Empirical antibacterial therapy may have undesirable consequences. Contrary to other studies,18, 19, 21 we found that the nosocomial infection rate was significantly higher in patients treated with antibiotics for CAP (39.0% versus 11.3%, respectively, p < 0.001). In addition, hospital stay was longer among patients treated with antibiotics (p < 0.001). This could also be related to a more severe initial clinical presentation, the presence of certain comorbidities, such as COPD and diabetes mellitus, which are known to have a negative effect on the hospital stay of patients with COVID-19, and the more frequent use of corticosteroids in this patient population.
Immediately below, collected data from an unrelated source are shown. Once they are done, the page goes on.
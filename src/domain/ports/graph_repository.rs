use async_trait::async_trait;

use crate::domain::errors::DomainResult;
use crate::domain::models::Graph;

/// Durable home of a brain's graph, including edge statistics and
/// relationships.
#[async_trait]
pub trait GraphRepository: Send + Sync {
    async fn load(&self) -> DomainResult<Graph>;

    /// Persist the whole graph as one unit.
    async fn save(&self, graph: &Graph) -> DomainResult<()>;
}
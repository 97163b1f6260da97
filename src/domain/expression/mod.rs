//! Guard expression language.
//!
//! Guards, gate criteria, decision rules and constraint checks are written in
//! a small closed grammar: literals, names, attribute and index access,
//! arithmetic, comparisons (chained), membership, `and`/`or`/`not`, and a
//! fixed set of builtin functions ([`eval::ALLOWED_FUNCTIONS`]) plus a few
//! map/string methods (`get`, `keys`, `values`, `lower`, `upper`, `strip`,
//! `startswith`, `endswith`).
//!
//! Evaluation never touches anything outside the supplied environment map.
//! [`evaluate_condition`] is the total entry point used for routing: every
//! lexing, parsing or evaluation failure is logged and reads as `false`.

pub mod eval;
pub mod lexer;
pub mod parser;

use serde_json::{Map, Value};
use thiserror::Error;

use crate::domain::models::document::is_truthy;
pub use parser::Expr;

/// Errors raised while lexing, parsing or evaluating an expression.
#[derive(Debug, Clone, PartialEq, Eq, Error)]
pub enum ExpressionError {
    #[error("syntax error at offset {offset}: {message}")]
    Lex { offset: usize, message: String },

    #[error("parse error at offset {offset}: {message}")]
    Parse { offset: usize, message: String },

    #[error("name '{0}' is not defined")]
    UnknownName(String),

    #[error("no attribute or key '{0}'")]
    UnknownAttribute(String),

    #[error("index {0} out of range")]
    IndexOutOfRange(i64),

    #[error("function '{0}' is not allowed")]
    UnknownFunction(String),

    #[error("method '{method}' is not supported on {receiver}")]
    UnknownMethod { method: String, receiver: &'static str },

    #[error("type error: {0}")]
    Type(String),

    #[error("division by zero")]
    DivisionByZero,
}

/// A parsed expression, ready to evaluate against many environments.
#[derive(Debug, Clone, PartialEq)]
pub struct Expression {
    source: String,
    ast: Expr,
}

impl Expression {
    /// Parse an expression from source text.
    pub fn parse(source: &str) -> Result<Self, ExpressionError> {
        let tokens = lexer::tokenize(source)?;
        let ast = parser::parse(&tokens, source.len())?;
        Ok(Self {
            source: source.to_string(),
            ast,
        })
    }

    /// The original source text.
    pub fn source(&self) -> &str {
        &self.source
    }

    /// Evaluate to a value.
    pub fn evaluate(&self, env: &Map<String, Value>) -> Result<Value, ExpressionError> {
        eval::evaluate(&self.ast, env)
    }

    /// Evaluate and apply truthiness.
    pub fn evaluate_bool(&self, env: &Map<String, Value>) -> Result<bool, ExpressionError> {
        self.evaluate(env).map(|value| is_truthy(&value))
    }
}

/// Parse and evaluate in one step.
pub fn evaluate(source: &str, env: &Map<String, Value>) -> Result<Value, ExpressionError> {
    Expression::parse(source)?.evaluate(env)
}

/// Parse and evaluate as a boolean, surfacing errors to the caller.
pub fn try_condition(source: &str, env: &Map<String, Value>) -> Result<bool, ExpressionError> {
    Expression::parse(source)?.evaluate_bool(env)
}

/// Total boolean evaluation: any failure is logged and reads as `false`.
pub fn evaluate_condition(source: &str, env: &Map<String, Value>) -> bool {
    match try_condition(source, env) {
        Ok(result) => result,
        Err(err) => {
            tracing::warn!(expression = %source, error = %err, "expression evaluation failed, treating as false");
            false
        }
    }
}

#[cfg(test)]
mod tests {
    use super::*;
    use serde_json::json;

    fn env(value: Value) -> Map<String, Value> {
        match value {
            Value::Object(map) => map,
            _ => Map::new(),
        }
    }

    #[test]
    fn test_comparisons_and_booleans() {
        let env = env(json!({"data": {"score": 0.9, "status": "ready", "tags": ["a", "b"]}}));
        assert!(evaluate_condition("data.score > 0.8 and data.status == 'ready'", &env));
        assert!(evaluate_condition("'a' in data.tags", &env));
        assert!(evaluate_condition("'z' not in data.tags", &env));
        assert!(evaluate_condition("not data.score < 0.5", &env));
        assert!(evaluate_condition("0.5 < data.score <= 1", &env));
        assert!(!evaluate_condition("0.95 < data.score <= 1", &env));
    }

    #[test]
    fn test_integer_and_float_equality() {
        let env = env(json!({"count": 2}));
        assert!(evaluate_condition("count == 2.0", &env));
        assert_eq!(evaluate("count + 1", &env).unwrap(), json!(3));
        assert_eq!(evaluate("count / 4", &env).unwrap(), json!(0.5));
        assert_eq!(evaluate("-count", &env).unwrap(), json!(-2));
    }

    #[test]
    fn test_builtins() {
        let env = env(json!({"output": {"summary": "", "items": [3, 1, 2]}}));
        assert!(!evaluate_condition("len(output.summary) > 0", &env));
        assert_eq!(evaluate("max(output.items)", &env).unwrap(), json!(3));
        assert_eq!(evaluate("min(4, 2, 9)", &env).unwrap(), json!(2));
        assert_eq!(evaluate("sum(output.items)", &env).unwrap(), json!(6));
        assert_eq!(evaluate("round(2.5)", &env).unwrap(), json!(2));
        assert_eq!(evaluate("round(0.125, 2)", &env).unwrap(), json!(0.12));
        assert_eq!(evaluate("str(True)", &env).unwrap(), json!("True"));
        assert_eq!(evaluate("int('42') + float('0.5')", &env).unwrap(), json!(42.5));
        assert!(evaluate_condition("any([0, '', 1]) and not all([1, 0])", &env));
        assert!(evaluate_condition("abs(-3) == 3", &env));
    }

    #[test]
    fn test_every_allowed_function_is_callable() {
        let env = env(json!({}));
        for name in eval::ALLOWED_FUNCTIONS {
            let err = evaluate(&format!("{name}()"), &env).unwrap_err();
            assert!(
                !matches!(err, ExpressionError::UnknownFunction(_)),
                "{name} should be an allowed function"
            );
        }
    }

    #[test]
    fn test_map_get_and_string_methods() {
        let env = env(json!({"data": {"name": "Quarterly Report"}}));
        assert!(evaluate_condition("data.get('missing') is None", &env));
        assert_eq!(evaluate("data.get('missing', 5)", &env).unwrap(), json!(5));
        assert!(evaluate_condition("data.name.lower().startswith('quarterly')", &env));
        assert!(evaluate_condition("'name' in data.keys()", &env));
    }

    #[test]
    fn test_state_alias_style_paths() {
        let ctx = json!({"data": {"verification_passed": true}});
        let mut env = env(ctx.clone());
        env.insert("state".to_string(), ctx);
        assert!(evaluate_condition("state.data.verification_passed == True", &env));
        assert!(evaluate_condition("data.verification_passed", &env));
    }

    #[test]
    fn test_errors_read_as_false() {
        let env = env(json!({"data": {}}));
        assert!(!evaluate_condition("data.missing > 1", &env));
        assert!(!evaluate_condition("unknown_name", &env));
        assert!(!evaluate_condition("__import__('os')", &env));
        assert!(!evaluate_condition("1 / 0", &env));
        assert!(!evaluate_condition("None > 1", &env));
        assert!(!evaluate_condition("((", &env));
    }

    #[test]
    fn test_integer_overflow_falls_back_to_float() {
        let env = env(json!({"data": {"x": i64::MIN}}));
        assert!(evaluate_condition("data.x % -1 == 0", &env));
        assert_eq!(evaluate("data.x % -1", &env).unwrap().as_f64(), Some(0.0));
        assert!(evaluate_condition("-data.x > 0", &env));
    }

    #[test]
    fn test_disallowed_functions_are_rejected() {
        let env = env(json!({}));
        assert_eq!(
            evaluate("open('x')", &env).unwrap_err(),
            ExpressionError::UnknownFunction("open".to_string())
        );
    }

    #[test]
    fn test_indexing() {
        let env = env(json!({"items": ["a", "b", "c"], "m": {"k": 1}}));
        assert_eq!(evaluate("items[-1]", &env).unwrap(), json!("c"));
        assert_eq!(evaluate("items.0", &env).unwrap(), json!("a"));
        assert_eq!(evaluate("m['k']", &env).unwrap(), json!(1));
        assert!(matches!(evaluate("items[5]", &env), Err(ExpressionError::IndexOutOfRange(5))));
    }

    #[test]
    fn test_short_circuit_skips_errors() {
        let env = env(json!({"flag": false}));
        assert!(!evaluate_condition("flag and missing.value", &env));
        assert!(evaluate_condition("not flag or missing.value", &env));
    }
}
use std::sync::Arc;

use async_trait::async_trait;
use tokio::sync::RwLock;

use crate::domain::errors::DomainResult;
use crate::domain::models::{Change, EvolutionCycle, Proposal};

/// Append-only record of proposals, applied changes and evolution cycles.
///
/// Proposals are appended as snapshots; a later snapshot with the same id
/// supersedes earlier ones when read back.
#[async_trait]
pub trait EvolutionLog: Send + Sync {
    async fn record_proposal(&self, proposal: &Proposal) -> DomainResult<()>;

    /// Latest snapshot of every proposal, in first-seen order.
    async fn proposals(&self) -> DomainResult<Vec<Proposal>>;

    async fn record_applied(&self, change: &Change) -> DomainResult<()>;

    async fn applied(&self) -> DomainResult<Vec<Change>>;

    async fn record_cycle(&self, cycle: &EvolutionCycle) -> DomainResult<()>;

    async fn cycles(&self) -> DomainResult<Vec<EvolutionCycle>>;
}

/// Keep the latest snapshot per proposal id, preserving first-seen order.
pub fn latest_snapshots(snapshots: Vec<Proposal>) -> Vec<Proposal> {
    let mut latest: Vec<Proposal> = Vec::new();
    for proposal in snapshots {
        match latest.iter_mut().find(|p| p.proposal_id == proposal.proposal_id) {
            Some(existing) => *existing = proposal,
            None => latest.push(proposal),
        }
    }
    latest
}

#[derive(Debug, Default)]
struct Entries {
    proposals: Vec<Proposal>,
    applied: Vec<Change>,
    cycles: Vec<EvolutionCycle>,
}

/// Volatile evolution log for tests.
#[derive(Debug, Clone, Default)]
pub struct InMemoryEvolutionLog {
    entries: Arc<RwLock<Entries>>,
}

impl InMemoryEvolutionLog {
    pub fn new() -> Self {
        Self::default()
    }
}

#[async_trait]
impl EvolutionLog for InMemoryEvolutionLog {
    async fn record_proposal(&self, proposal: &Proposal) -> DomainResult<()> {
        self.entries.write().await.proposals.push(proposal.clone());
        Ok(())
    }

    async fn proposals(&self) -> DomainResult<Vec<Proposal>> {
        Ok(latest_snapshots(self.entries.read().await.proposals.clone()))
    }

    async fn record_applied(&self, change: &Change) -> DomainResult<()> {
        self.entries.write().await.applied.push(change.clone());
        Ok(())
    }

    async fn applied(&self) -> DomainResult<Vec<Change>> {
        Ok(self.entries.read().await.applied.clone())
    }

    async fn record_cycle(&self, cycle: &EvolutionCycle) -> DomainResult<()> {
        self.entries.write().await.cycles.push(cycle.clone());
        Ok(())
    }

    async fn cycles(&self) -> DomainResult<Vec<EvolutionCycle>> {
        Ok(self.entries.read().await.cycles.clone())
    }
}
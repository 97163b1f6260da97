//! Configuration loading
//!
//! figment layers defaults, project YAML files and `BRAINSTEM_` environment
//! variables into one validated [`Config`](crate::domain::models::Config).

pub mod loader;

pub use loader::{ConfigError, ConfigLoader, CONFIG_DIR, ENV_PREFIX};
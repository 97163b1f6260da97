//! `{{dot.path}}` rendering for node instructions and dredge queries.

use serde_json::{Map, Value};

use crate::domain::models::document::get_path;

/// Render a template against a context map.
///
/// Each `{{ path }}` is replaced by the value at that dot path: strings are
/// inserted as-is, other values as compact JSON. Placeholders that do not
/// resolve, and unterminated `{{`, are left verbatim.
pub fn render(template: &str, context: &Map<String, Value>) -> String {
    let mut out = String::with_capacity(template.len());
    let mut rest = template;

    while let Some(start) = rest.find("{{") {
        out.push_str(&rest[..start]);
        let after_open = &rest[start + 2..];
        let Some(end) = after_open.find("}}") else {
            out.push_str(&rest[start..]);
            return out;
        };

        let path = after_open[..end].trim();
        match lookup(context, path) {
            Some(value) => out.push_str(&display(value)),
            None => out.push_str(&rest[start..start + 2 + end + 2]),
        }
        rest = &after_open[end + 2..];
    }

    out.push_str(rest);
    out
}

fn lookup<'a>(context: &'a Map<String, Value>, path: &str) -> Option<&'a Value> {
    if path.is_empty() {
        return None;
    }
    let (head, tail) = path.split_once('.').unwrap_or((path, ""));
    get_path(context.get(head)?, tail)
}

fn display(value: &Value) -> String {
    match value {
        Value::String(s) => s.clone(),
        Value::Null => String::new(),
        other => other.to_string(),
    }
}

#[cfg(test)]
mod tests {
    use super::*;
    use serde_json::json;

    fn context() -> Map<String, Value> {
        match json!({
            "user_request": "summarize the report",
            "data": {"topic": "rust", "sources": [{"url": "a"}, {"url": "b"}], "count": 2},
            "dredged_memory": {"memory": "- Rust is fast"}
        }) {
            Value::Object(map) => map,
            _ => unreachable!(),
        }
    }

    #[test]
    fn test_substitutes_paths() {
        let rendered = render("Task: {{user_request}} about {{ data.topic }} ({{data.count}})", &context());
        assert_eq!(rendered, "Task: summarize the report about rust (2)");
    }

    #[test]
    fn test_array_index_and_json_values() {
        assert_eq!(render("{{data.sources.1.url}}", &context()), "b");
        assert_eq!(render("{{data.sources.0}}", &context()), r#"{"url":"a"}"#);
    }

    #[test]
    fn test_unknown_placeholders_stay_verbatim() {
        assert_eq!(render("keep {{data.missing}} and {{nope}}", &context()), "keep {{data.missing}} and {{nope}}");
        assert_eq!(render("open {{data.topic", &context()), "open {{data.topic");
        assert_eq!(render("empty {{}}", &context()), "empty {{}}");
    }

    #[test]
    fn test_dredged_memory_is_reachable() {
        assert_eq!(render("Known:\n{{dredged_memory.memory}}", &context()), "Known:\n- Rust is fast");
    }
}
Pettit et al.2 reported that the mortality rate of patients with COVID-19 receiving empirical antibiotic therapy for CAP was 13.8%.2 A retrospective study by Ng et al.25 On patients with COVID-19 showed that mortality was higher in patients receiving antibiotic treatment (13.3% versus 0.5%, p < 0.001). Furthermore, their study did not associate antibiotic therapy with lower mortality [adjusted odds ratio 14,492, (95% CI 0.533-393.875)].25 We found that initial empirical antibacterial treatment was an independent risk factor for mortality (Table 4).
Study limitations
This was a single-center, observational study; thus, the results may not be applicable to other centers. In some patients with positive CT imaging but negative PCR results, the absence of antibody test results makes the definitive diagnosis of COVID-19 unclear. We did our best to rule out other viral/bacterial infections and non-infectious causes, such as congestive heart failure, leaving us with a COVID-19 diagnosis during the pandemic.
CONCLUSION
Attending physicians tend to prescribe antimicrobials to prevent adverse outcomes in high-risk COVID-19 patients, i.e., patients with older age, severe disease, comorbidities such as COPD, AF, and diabetes mellitus, high inflammatory marker levels, fever, and the necessity for oxygen supplementation even when there is no evidence of co-infection. Irrational use of antibiotics may cause drug-related problems and negative effects by disrupting the gastrointestinal microbiota in patients with COVID-19, including altered metabolic activity and increased antibiotic resistance. This study provides further evidence for antimicrobial stewardship efforts and recommends discontinuing empirical antibiotics, even if they are not started.